Number of lines with the string "Corrupt" in the entries below: report it, and nothing besides.

(Data for analysis begins)

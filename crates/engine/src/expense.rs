//! Expense records of a trip ledger.
//!
//! An `Expense` is paid by one participant and split evenly among a non-empty
//! subset of participants. Records are validated against the trip membership
//! at write time; the balance engine assumes every stored record is valid.

use std::collections::BTreeSet;

use chrono::{DateTime, NaiveDate, Utc};
use sea_orm::{ActiveValue, entity::prelude::*};
use serde::{Deserialize, Serialize};

use crate::{EngineError, ExpenseId, Money, ResultEngine, Trip, TripId, UserId, ValidationError};

#[derive(
    Clone, Copy, Debug, Default, PartialEq, Eq, Hash, PartialOrd, Ord, Serialize, Deserialize,
)]
#[serde(rename_all = "snake_case")]
pub enum ExpenseStatus {
    #[default]
    Paid,
    Pending,
}

impl ExpenseStatus {
    pub fn as_str(self) -> &'static str {
        match self {
            Self::Paid => "paid",
            Self::Pending => "pending",
        }
    }
}

impl TryFrom<&str> for ExpenseStatus {
    type Error = EngineError;

    fn try_from(value: &str) -> Result<Self, Self::Error> {
        match value {
            "paid" => Ok(Self::Paid),
            "pending" => Ok(Self::Pending),
            other => Err(EngineError::Corrupt(format!("invalid expense status: {other}"))),
        }
    }
}

/// Spending category of an expense.
#[derive(
    Clone, Copy, Debug, Default, PartialEq, Eq, Hash, PartialOrd, Ord, Serialize, Deserialize,
)]
#[serde(rename_all = "snake_case")]
pub enum Category {
    Flights,
    Transfer,
    Lodging,
    Tours,
    Food,
    #[default]
    Other,
}

impl Category {
    pub const ALL: [Category; 6] = [
        Self::Flights,
        Self::Transfer,
        Self::Lodging,
        Self::Tours,
        Self::Food,
        Self::Other,
    ];

    pub fn as_str(self) -> &'static str {
        match self {
            Self::Flights => "flights",
            Self::Transfer => "transfer",
            Self::Lodging => "lodging",
            Self::Tours => "tours",
            Self::Food => "food",
            Self::Other => "other",
        }
    }
}

impl TryFrom<&str> for Category {
    type Error = EngineError;

    fn try_from(value: &str) -> Result<Self, Self::Error> {
        Self::ALL
            .into_iter()
            .find(|c| c.as_str() == value)
            .ok_or_else(|| EngineError::Corrupt(format!("invalid category: {value}")))
    }
}

#[derive(Clone, Debug, PartialEq, Eq, Serialize, Deserialize)]
pub struct Expense {
    pub id: ExpenseId,
    pub trip_id: TripId,
    pub category: Category,
    pub description: String,
    pub amount: Money,
    pub paid_by: UserId,
    pub split_between: BTreeSet<UserId>,
    pub date: NaiveDate,
    pub status: ExpenseStatus,
    pub created_by: UserId,
    /// Ledger write time, assigned by the store.
    pub created_at: DateTime<Utc>,
    pub updated_at: Option<DateTime<Utc>>,
}

impl Expense {
    /// Checks amount, payer and split against the trip membership, reporting
    /// the first violated rule in that order.
    pub fn validate(&self, trip: &Trip) -> ResultEngine<()> {
        validate_fields(trip, self.amount, &self.paid_by, &self.split_between)
    }

    pub(crate) fn from_parts(model: Model, split_between: BTreeSet<UserId>) -> ResultEngine<Self> {
        Ok(Self {
            id: ExpenseId(model.id),
            trip_id: TripId(model.trip_id),
            category: Category::try_from(model.category.as_str())?,
            description: model.description,
            amount: Money::new(model.amount_minor),
            paid_by: UserId::new(model.paid_by),
            split_between,
            date: model.date,
            status: ExpenseStatus::try_from(model.status.as_str())?,
            created_by: UserId::new(model.created_by),
            created_at: model.created_at,
            updated_at: model.updated_at,
        })
    }
}

pub(crate) fn validate_fields(
    trip: &Trip,
    amount: Money,
    paid_by: &UserId,
    split_between: &BTreeSet<UserId>,
) -> ResultEngine<()> {
    if !amount.is_positive() {
        return Err(ValidationError::InvalidAmount.into());
    }
    if amount > Money::MAX_EXPENSE {
        return Err(ValidationError::AmountTooLarge(amount.to_string()).into());
    }
    if !trip.is_participant(paid_by) {
        return Err(ValidationError::PayerNotParticipant(paid_by.to_string()).into());
    }
    if split_between.is_empty() {
        return Err(ValidationError::EmptySplit.into());
    }
    if let Some(outsider) = split_between.iter().find(|p| !trip.is_participant(p)) {
        return Err(ValidationError::SplitNotParticipant(outsider.to_string()).into());
    }
    Ok(())
}

#[derive(Clone, Debug, PartialEq, Eq, DeriveEntityModel)]
#[sea_orm(table_name = "expenses")]
pub struct Model {
    #[sea_orm(primary_key, auto_increment = false)]
    pub id: Uuid,
    pub trip_id: Uuid,
    pub category: String,
    pub description: String,
    pub amount_minor: i64,
    pub paid_by: String,
    pub date: Date,
    pub status: String,
    pub created_by: String,
    pub created_at: DateTimeUtc,
    pub updated_at: Option<DateTimeUtc>,
}

#[derive(Copy, Clone, Debug, EnumIter, DeriveRelation)]
pub enum Relation {
    #[sea_orm(has_many = "super::expense_splits::Entity")]
    Splits,
}

impl Related<super::expense_splits::Entity> for Entity {
    fn to() -> RelationDef {
        Relation::Splits.def()
    }
}

impl ActiveModelBehavior for ActiveModel {}

impl From<&Expense> for ActiveModel {
    fn from(expense: &Expense) -> Self {
        Self {
            id: ActiveValue::Set(expense.id.0),
            trip_id: ActiveValue::Set(expense.trip_id.0),
            category: ActiveValue::Set(expense.category.as_str().to_string()),
            description: ActiveValue::Set(expense.description.clone()),
            amount_minor: ActiveValue::Set(expense.amount.minor()),
            paid_by: ActiveValue::Set(expense.paid_by.to_string()),
            date: ActiveValue::Set(expense.date),
            status: ActiveValue::Set(expense.status.as_str().to_string()),
            created_by: ActiveValue::Set(expense.created_by.to_string()),
            created_at: ActiveValue::Set(expense.created_at),
            updated_at: ActiveValue::Set(expense.updated_at),
        }
    }
}

#[cfg(test)]
mod tests {
    use super::*;

    fn trip_with(members: &[&str]) -> Trip {
        let mut trip = Trip::new(
            "Paris".to_string(),
            "Paris, France".to_string(),
            UserId::from(members[0]),
            Utc::now(),
        );
        trip.participants = members.iter().map(|m| UserId::from(*m)).collect();
        trip
    }

    fn split(members: &[&str]) -> BTreeSet<UserId> {
        members.iter().map(|m| UserId::from(*m)).collect()
    }

    #[test]
    fn amount_is_checked_before_payer_and_split() {
        let trip = trip_with(&["a", "b"]);
        let err = validate_fields(&trip, Money::ZERO, &UserId::from("z"), &BTreeSet::new());
        assert_eq!(err, Err(ValidationError::InvalidAmount.into()));
    }

    #[test]
    fn payer_is_checked_before_split() {
        let trip = trip_with(&["a", "b"]);
        let err = validate_fields(&trip, Money::major(1), &UserId::from("z"), &BTreeSet::new());
        assert_eq!(
            err,
            Err(ValidationError::PayerNotParticipant("z".to_string()).into())
        );
    }

    #[test]
    fn split_must_be_a_non_empty_subset() {
        let trip = trip_with(&["a", "b"]);
        let payer = UserId::from("a");
        assert_eq!(
            validate_fields(&trip, Money::major(1), &payer, &BTreeSet::new()),
            Err(ValidationError::EmptySplit.into())
        );
        assert_eq!(
            validate_fields(&trip, Money::major(1), &payer, &split(&["a", "c"])),
            Err(ValidationError::SplitNotParticipant("c".to_string()).into())
        );
        assert!(validate_fields(&trip, Money::major(1), &payer, &split(&["a", "b"])).is_ok());
    }
}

(Data for analysis ends)

> [Written answer]: 2